Summary
This methodological paper extends Mendelian randomization to the multivariable setting, clarifying how MVMR analyses can estimate direct causal effects of multiple exposures whilst accounting for confounding, mediation, pleiotropy and collider structures. The authors develop tests for assessing instrument strength and validity in both single-sample and two-sample summary data settings, and demonstrate the approach using UK Biobank data. MVMR provides a generalised framework for causal inference across a range of epidemiological scenarios with either individual- or summary-level genetic data.
UK applicability
As a methodological contribution using UK Biobank data, the paper directly supports UK epidemiological research capacity for causal inference in complex exposure settings.
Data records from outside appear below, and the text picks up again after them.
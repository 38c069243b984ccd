//! Question catalogs
//!
//! Process-wide immutable reference data: the DASS-21 clinical screening
//! questions and the STAR of well-being questions, each with fixed
//! four-option Likert scoring. Loaded once, read-only for the life of the
//! process.

pub mod dass;
pub mod star;

use serde::Serialize;

use crate::models::OptionKey;

/// Which questionnaire a question (or an assessment run) belongs to.
#[derive(Debug, Clone, Copy, PartialEq, Eq, Hash, Serialize)]
#[serde(rename_all = "snake_case")]
pub enum Scale {
    Dass,
    Star,
}

impl Scale {
    pub fn label(self) -> &'static str {
        match self {
            Scale::Dass => "DASS-21",
            Scale::Star => "STAR of Well-Being",
        }
    }

    /// The catalog for this scale.
    pub fn questions(self) -> &'static [Question] {
        match self {
            Scale::Dass => dass::questions(),
            Scale::Star => star::questions(),
        }
    }
}

impl std::str::FromStr for Scale {
    type Err = String;

    fn from_str(s: &str) -> Result<Self, Self::Err> {
        match s.to_lowercase().as_str() {
            "dass" | "dass-21" | "dass21" => Ok(Scale::Dass),
            "star" => Ok(Scale::Star),
            _ => Err(format!("Unknown scale '{}'. Valid scales: dass, star", s)),
        }
    }
}

/// DASS-21 sub-scale.
#[derive(Debug, Clone, Copy, PartialEq, Eq, Hash, Serialize)]
#[serde(rename_all = "snake_case")]
pub enum DassCategory {
    Depression,
    Anxiety,
    Stress,
}

impl DassCategory {
    pub const ALL: [DassCategory; 3] = [
        DassCategory::Depression,
        DassCategory::Anxiety,
        DassCategory::Stress,
    ];

    pub fn label(self) -> &'static str {
        match self {
            DassCategory::Depression => "Depression",
            DassCategory::Anxiety => "Anxiety",
            DassCategory::Stress => "Stress",
        }
    }
}

/// STAR top-level category: innate traits vs practiced habits.
#[derive(Debug, Clone, Copy, PartialEq, Eq, Hash, Serialize)]
#[serde(rename_all = "snake_case")]
pub enum StarCategory {
    Inherent,
    Coherent,
}

impl StarCategory {
    pub const ALL: [StarCategory; 2] = [StarCategory::Inherent, StarCategory::Coherent];

    pub fn label(self) -> &'static str {
        match self {
            StarCategory::Inherent => "Inherent",
            StarCategory::Coherent => "Coherent",
        }
    }

    /// The attributes scored under this category.
    pub fn attributes(self) -> &'static [Attribute] {
        match self {
            StarCategory::Inherent => &[
                Attribute::Resilience,
                Attribute::Optimism,
                Attribute::EmotionalIntelligence,
                Attribute::SelfAwareness,
            ],
            StarCategory::Coherent => &[
                Attribute::Mindfulness,
                Attribute::HealthyRelationships,
                Attribute::WorkLifeBalance,
                Attribute::HealthyHabits,
            ],
        }
    }
}

/// Individual STAR well-being attribute.
#[derive(Debug, Clone, Copy, PartialEq, Eq, Hash, Serialize, serde::Deserialize)]
#[serde(rename_all = "snake_case")]
pub enum Attribute {
    Resilience,
    Optimism,
    EmotionalIntelligence,
    SelfAwareness,
    Mindfulness,
    HealthyRelationships,
    WorkLifeBalance,
    HealthyHabits,
}

impl Attribute {
    pub fn label(self) -> &'static str {
        match self {
            Attribute::Resilience => "Resilience",
            Attribute::Optimism => "Optimism",
            Attribute::EmotionalIntelligence => "Emotional Intelligence",
            Attribute::SelfAwareness => "Self-Awareness",
            Attribute::Mindfulness => "Mindfulness",
            Attribute::HealthyRelationships => "Healthy Relationships",
            Attribute::WorkLifeBalance => "Work-Life Balance",
            Attribute::HealthyHabits => "Healthy Habits",
        }
    }

    pub fn category(self) -> StarCategory {
        match self {
            Attribute::Resilience
            | Attribute::Optimism
            | Attribute::EmotionalIntelligence
            | Attribute::SelfAwareness => StarCategory::Inherent,
            Attribute::Mindfulness
            | Attribute::HealthyRelationships
            | Attribute::WorkLifeBalance
            | Attribute::HealthyHabits => StarCategory::Coherent,
        }
    }
}

/// The scoring group a question contributes to.
#[derive(Debug, Clone, Copy, PartialEq, Eq, Serialize)]
#[serde(rename_all = "snake_case")]
pub enum ScaleGroup {
    Dass(DassCategory),
    Star {
        category: StarCategory,
        attribute: Attribute,
    },
}

impl ScaleGroup {
    pub fn label(self) -> &'static str {
        match self {
            ScaleGroup::Dass(c) => c.label(),
            ScaleGroup::Star { category, .. } => category.label(),
        }
    }
}

/// One of the four answer options for a question.
///
/// `key` is the normalized ordinal key; `label` is what the user sees for
/// this particular question; `score` is the value recorded when selected.
#[derive(Debug, Clone, Copy, PartialEq, Eq, Serialize)]
pub struct AnswerOption {
    pub key: OptionKey,
    pub label: &'static str,
    pub score: u8,
}

/// Maximum per-question option score across all catalogs.
pub const MAX_OPTION_SCORE: u8 = 3;

/// An immutable catalog question.
#[derive(Debug, Clone, Copy, PartialEq, Eq, Serialize)]
pub struct Question {
    pub id: u32,
    /// Progression level, non-decreasing across each catalog.
    pub level: u32,
    pub group: ScaleGroup,
    pub prompt: &'static str,
    pub options: [AnswerOption; 4],
}

impl Question {
    /// The option record for a key. Every question carries all four keys.
    pub fn option(&self, key: OptionKey) -> &AnswerOption {
        &self.options[(key.ordinal() - 1) as usize]
    }
}

/// Find a question by id.
pub fn find(catalog: &[Question], id: u32) -> Option<&Question> {
    catalog.iter().find(|q| q.id == id)
}

/// Questions at the given progression level, in catalog order.
pub fn questions_by_level(catalog: &[Question], level: u32) -> Vec<&Question> {
    catalog.iter().filter(|q| q.level == level).collect()
}

/// Highest progression level in a catalog.
pub fn max_level(catalog: &[Question]) -> u32 {
    catalog.iter().map(|q| q.level).max().unwrap_or(0)
}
The tests and software tools developed are applicable to ongoing UK health research utilising genetic instrumental variables.
Key measures
Instrument strength and validity assessment; causal effect estimates under various confounding and pleiotropy scenarios; simulation performance; UK Biobank genetic and phenotypic data
Outcomes reported
The study evaluated how multivariable Mendelian randomization (MVMR) estimates direct causal effects of multiple exposures on outcomes whilst accounting for confounding, mediation, pleiotropy and collider bias. The methods were illustrated using UK Biobank data to estimate causal effects of education and cognitive ability on body mass index.